I am still in the process of recovering from all of the plants that were lost over this past harsh winter; specifically trying to replace said plants. I have purchased some new shrubs and moved some other plants around to fill the voids. It's a pain in the ass but I love it. The challenge of pulling it all together keeps my going at 200 mph day and night.
Now we all know that plants are not particularly cheap these days. So one of the ways I significantly cut down on those costs is by dividing my existing plants. With a little bit of elbow grease, one plant becomes three or four new plants.
Recently, I identified a few open spots in my front bed that could accommodate relatively narrow plants with a decent bit of height. The exposure is about half sun/half shade. I consulted the plant inventory in my brain and had the perfect option within seconds ... 'Karl Foerster' feather reed grass.
I have had a bunch of these in the same location for four years now and they have never let me down. They look good as early as April (they are cool season grasses so start emerging pretty quickly in the spring) and hold up all through summer, fall and even winter:
I had yet to divide them but knew it would be an easy task.

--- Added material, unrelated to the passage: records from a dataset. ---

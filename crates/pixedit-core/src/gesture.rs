//! Pointer state machine for drawing a crop selection on the preview.
//!
//! ```text
//! Inactive --arm--> Armed --press--> Dragging --release--> Inactive
//!                     ^                 |
//!                     +----cancel-------+ (cancel from any state -> Inactive)
//! ```
//!
//! Pointer events are ignored unless the gesture is armed. Releasing always
//! disarms, whether the selection was accepted or not, so a new crop needs a
//! new "begin crop" command.

use serde::{Deserialize, Serialize};

use crate::transform::{CropRegion, CropRejection, PreviewPoint};

#[derive(Debug, Clone, Copy, PartialEq, Eq, Default)]
pub enum GestureState {
    /// Pointer events are not routed to the gesture.
    #[default]
    Inactive,
    /// Waiting for the button press that starts the selection.
    Armed,
    /// Button held; the overlay follows the pointer.
    Dragging {
        start: PreviewPoint,
        current: PreviewPoint,
    },
}

/// The rubber-band rectangle to draw while dragging.
#[derive(Debug, Clone, Copy, PartialEq, Eq, Serialize, Deserialize)]
pub struct SelectionOverlay {
    pub start: PreviewPoint,
    pub end: PreviewPoint,
}

#[derive(Debug, Clone, PartialEq, Eq)]
pub struct CropGesture {
    state: GestureState,
    min_drag: u32,
}

impl CropGesture {
    pub fn new(min_drag: u32) -> Self {
        Self {
            state: GestureState::Inactive,
            min_drag,
        }
    }

    pub fn state(&self) -> GestureState {
        self.state
    }

    pub fn min_drag(&self) -> u32 {
        self.min_drag
    }

    /// True while armed or dragging.
    pub fn is_active(&self) -> bool {
        !matches!(self.state, GestureState::Inactive)
    }

    pub fn arm(&mut self) {
        self.state = GestureState::Armed;
    }

    /// Drop any gesture in progress. Returns whether there was one.
    pub fn cancel(&mut self) -> bool {
        let was_active = self.is_active();
        self.state = GestureState::Inactive;
        was_active
    }

    /// Drop a half-drawn selection but stay armed.
    pub fn restart(&mut self) {
        if let GestureState::Dragging { .. } = self.state {
            self.state = GestureState::Armed;
        }
    }

    /// Start a selection at `point`. A press while already dragging starts
    /// over from the new point. Returns false when the gesture is inactive.
    pub fn press(&mut self, point: PreviewPoint) -> bool {
        match self.state {
            GestureState::Inactive => false,
            GestureState::Armed | GestureState::Dragging { .. } => {
                self.state = GestureState::Dragging {
                    start: point,
                    current: point,
                };
                true
            }
        }
    }

    /// Move the free corner of the selection.
    pub fn drag(&mut self, point: PreviewPoint) -> Option<SelectionOverlay> {
        if let GestureState::Dragging { current, .. } = &mut self.state {
            *current = point;
        }
        self.overlay()
    }

    /// Finish the selection at `point`.
    ///
    /// Returns `None` when no drag was in progress (the event is ignored).
    /// Otherwise the gesture disarms and yields either the selection, mapped
    /// with `scale_ratio`, or the reason it was too small.
    pub fn release(
        &mut self,
        point: PreviewPoint,
        scale_ratio: f64,
    ) -> Option<Result<CropRegion, CropRejection>> {
        let GestureState::Dragging { start, .. } = self.state else {
            return None;
        };
        self.state = GestureState::Inactive;

        let region = CropRegion::new(start, point, scale_ratio);
        Some(region.check_drag(self.min_drag).map(|()| region))
    }

    /// Current rubber-band rectangle, if dragging.
    pub fn overlay(&self) -> Option<SelectionOverlay> {
        match self.state {
            GestureState::Dragging { start, current } => Some(SelectionOverlay {
                start,
                end: current,
            }),
            _ => None,
        }
    }
}

#[cfg(test)]
mod tests {
    use super::*;

    fn p(x: i32, y: i32) -> PreviewPoint {
        PreviewPoint::new(x, y)
    }

    #[test]
    fn test_inactive_ignores_pointer() {
        let mut gesture = CropGesture::new(5);

        assert!(!gesture.press(p(1, 1)));
        assert_eq!(gesture.drag(p(50, 50)), None);
        assert_eq!(gesture.release(p(50, 50), 1.0), None);
        assert_eq!(gesture.state(), GestureState::Inactive);
    }

    #[test]
    fn test_full_gesture_produces_region() {
        let mut gesture = CropGesture::new(5);
        gesture.arm();
        assert!(gesture.press(p(10, 10)));

        let overlay = gesture.drag(p(60, 30)).unwrap();
        assert_eq!(overlay.start, p(10, 10));
        assert_eq!(overlay.end, p(60, 30));

        let region = gesture.release(p(110, 60), 2.0).unwrap().unwrap();
        assert_eq!(
            region,
            CropRegion {
                x1: 10,
                y1: 10,
                x2: 110,
                y2: 60,
                scale_ratio: 2.0
            }
        );
        assert!(!gesture.is_active());
        assert_eq!(gesture.overlay(), None);
    }

    #[test]
    fn test_small_drag_is_rejected_and_disarms() {
        let mut gesture = CropGesture::new(5);
        gesture.arm();
        gesture.press(p(10, 10));

        let result = gesture.release(p(12, 40), 1.0).unwrap();
        assert_eq!(
            result,
            Err(CropRejection::DragTooSmall {
                dx: 2,
                dy: 30,
                min: 5
            })
        );
        assert_eq!(gesture.state(), GestureState::Inactive);

        // Further pointer activity is ignored until re-armed
        assert!(!gesture.press(p(0, 0)));
    }

    #[test]
    fn test_release_without_press_is_ignored() {
        let mut gesture = CropGesture::new(5);
        gesture.arm();

        assert_eq!(gesture.release(p(40, 40), 1.0), None);
        assert_eq!(gesture.state(), GestureState::Armed);
    }

    #[test]
    fn test_second_press_discards_stale_selection() {
        let mut gesture = CropGesture::new(5);
        gesture.arm();
        gesture.press(p(0, 0));
        gesture.drag(p(90, 90));

        gesture.press(p(20, 20));
        assert_eq!(
            gesture.overlay(),
            Some(SelectionOverlay {
                start: p(20, 20),
                end: p(20, 20)
            })
        );
    }

    #[test]
    fn test_cancel_and_restart() {
        let mut gesture = CropGesture::new(5);
        assert!(!gesture.cancel());

        gesture.arm();
        gesture.press(p(1, 1));
        gesture.restart();
        assert_eq!(gesture.state(), GestureState::Armed);

        assert!(gesture.cancel());
        assert_eq!(gesture.state(), GestureState::Inactive);
    }
}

So out came the shit kicking boots and I was ready to do the deed:
The grasses have shown signs of life the past week so I knew now was a good time to divide them before they grew out any more and became less manageable:
I decided to dig out one completely from the ground and placed it in the lawn. It couldn't have been easier to dig it out:
With a few quick and strong daggers into the grass with my shovel, one easily became four:
One of the divisions went right back into the same hole:
And another filled in a bare spot between this Boxwood and Ninebark:
I eventually settled on adding all three of the divisions into the same garden bed for some repetition and nice contrast with their surrounding plant brethren:
The entire task took no more than twenty minutes and very little physical labor. I immediately watered all of the divisions and it was a wrap.